● **EXERCISE REQUIREMENTS**
Copy each line containing the word "StrategyResult" from the records that follow, please.

(Stored data)
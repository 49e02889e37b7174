//! Fundamentals collaborator and dividend-yield ranking

use crate::error::StrategyResult;
use crate::types::{Fundamentals, MemberSet, RankedMember, SecurityId};
use chrono::NaiveDate;
use serde::{Deserialize, Serialize};
use std::cmp::Ordering;
use std::collections::{BTreeMap, HashMap};
use std::path::Path;

/// Source of valuation figures
///
/// Implementations return data only for the securities they have figures
/// for; a missing key is not an error.
pub trait FundamentalsProvider: Send + Sync {
    /// Figures for `securities` as known on `as_of`
    fn fetch(
        &self,
        securities: &MemberSet,
        as_of: NaiveDate,
    ) -> StrategyResult<HashMap<SecurityId, Fundamentals>>;

    /// The `limit` highest dividend yields among `securities`, descending
    fn top_by_dividend_yield(
        &self,
        securities: &MemberSet,
        as_of: NaiveDate,
        limit: usize,
    ) -> StrategyResult<Vec<RankedMember>> {
        let rows = self.fetch(securities, as_of)?;
        Ok(rank_by_dividend_yield(rows, limit))
    }
}

/// Sort rows by dividend yield descending and keep the first `limit`
///
/// Ties are broken by identifier so the ranking is deterministic. Rows with
/// a non-finite yield are dropped.
pub fn rank_by_dividend_yield(
    rows: HashMap<SecurityId, Fundamentals>,
    limit: usize,
) -> Vec<RankedMember> {
    let mut ranked: Vec<RankedMember> = rows
        .into_iter()
        .filter(|(_, f)| f.dividend_yield.is_finite())
        .map(|(security, fundamentals)| RankedMember {
            security,
            fundamentals,
        })
        .collect();

    ranked.sort_by(|a, b| {
        b.fundamentals
            .dividend_yield
            .partial_cmp(&a.fundamentals.dividend_yield)
            .unwrap_or(Ordering::Equal)
            .then_with(|| a.security.cmp(&b.security))
    });
    ranked.truncate(limit);
    ranked
}

/// One dated set of figures
#[derive(Debug, Clone, Serialize, Deserialize)]
pub struct FundamentalsSnapshot {
    /// First date the figures are known
    pub as_of: NaiveDate,
    /// Figures by security
    pub rows: HashMap<SecurityId, Fundamentals>,
}

#[derive(Debug, Clone, Default, Serialize, Deserialize)]
struct FundamentalsFile {
    snapshots: Vec<FundamentalsSnapshot>,
}

/// In-memory, point-in-time fundamentals
///
/// A query on date `d` sees the latest snapshot dated on or before `d`.
#[derive(Debug, Clone, Default)]
pub struct StaticFundamentals {
    snapshots: BTreeMap<NaiveDate, HashMap<SecurityId, Fundamentals>>,
}

impl StaticFundamentals {
    pub fn new() -> Self {
        Self::default()
    }

    /// Add or replace the snapshot for `as_of`
    pub fn insert_snapshot(&mut self, as_of: NaiveDate, rows: HashMap<SecurityId, Fundamentals>) {
        self.snapshots.insert(as_of, rows);
    }

    /// Set a single row, creating the snapshot if needed
    pub fn set(&mut self, as_of: NaiveDate, security: impl Into<SecurityId>, fundamentals: Fundamentals) {
        self.snapshots
            .entry(as_of)
            .or_default()
            .insert(security.into(), fundamentals);
    }

    /// Load snapshots from YAML
    ///
    /// ```yaml
    /// snapshots:
    ///   - as_of: 2000-01-03
    ///     rows:
    ///       MMM: { dividend_yield: 0.024, pe_ratio: 22.1 }
    /// ```
    pub fn from_yaml(yaml: &str) -> StrategyResult<Self> {
        let file: FundamentalsFile = serde_yaml::from_str(yaml)?;
        Ok(Self::from_snapshots(file.snapshots))
    }

    pub fn from_file(path: impl AsRef<Path>) -> StrategyResult<Self> {
        let contents = std::fs::read_to_string(path)?;
        Self::from_yaml(&contents)
    }

    pub fn from_snapshots(snapshots: Vec<FundamentalsSnapshot>) -> Self {
        let mut fundamentals = Self::new();
        for snapshot in snapshots {
            fundamentals.insert_snapshot(snapshot.as_of, snapshot.rows);
        }
        fundamentals
    }

    pub fn snapshot_count(&self) -> usize {
        self.snapshots.len()
    }

    fn snapshot_for(&self, as_of: NaiveDate) -> Option<&HashMap<SecurityId, Fundamentals>> {
        self.snapshots.range(..=as_of).next_back().map(|(_, rows)| rows)
    }
}

impl FundamentalsProvider for StaticFundamentals {
    fn fetch(
        &self,
        securities: &MemberSet,
        as_of: NaiveDate,
    ) -> StrategyResult<HashMap<SecurityId, Fundamentals>> {
        let Some(rows) = self.snapshot_for(as_of) else {
            return Ok(HashMap::new());
        };

        let mut out = HashMap::with_capacity(securities.len());
        for security in securities {
            if let Some(f) = rows.get(security) {
                if f.dividend_yield.is_nan() {
                    tracing::warn!(%as_of, %security, "NaN dividend yield in snapshot, treating as missing");
                    continue;
                }
                out.insert(security.clone(), *f);
            }
        }
        Ok(out)
    }
}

● **RESULT FOR THIS EXERCISE**
use crate::error::StrategyResult;
    ) -> StrategyResult<HashMap<SecurityId, Fundamentals>>;
    ) -> StrategyResult<Vec<RankedMember>> {
    pub fn from_yaml(yaml: &str) -> StrategyResult<Self> {
    pub fn from_file(path: impl AsRef<Path>) -> StrategyResult<Self> {
    ) -> StrategyResult<HashMap<SecurityId, Fundamentals>> {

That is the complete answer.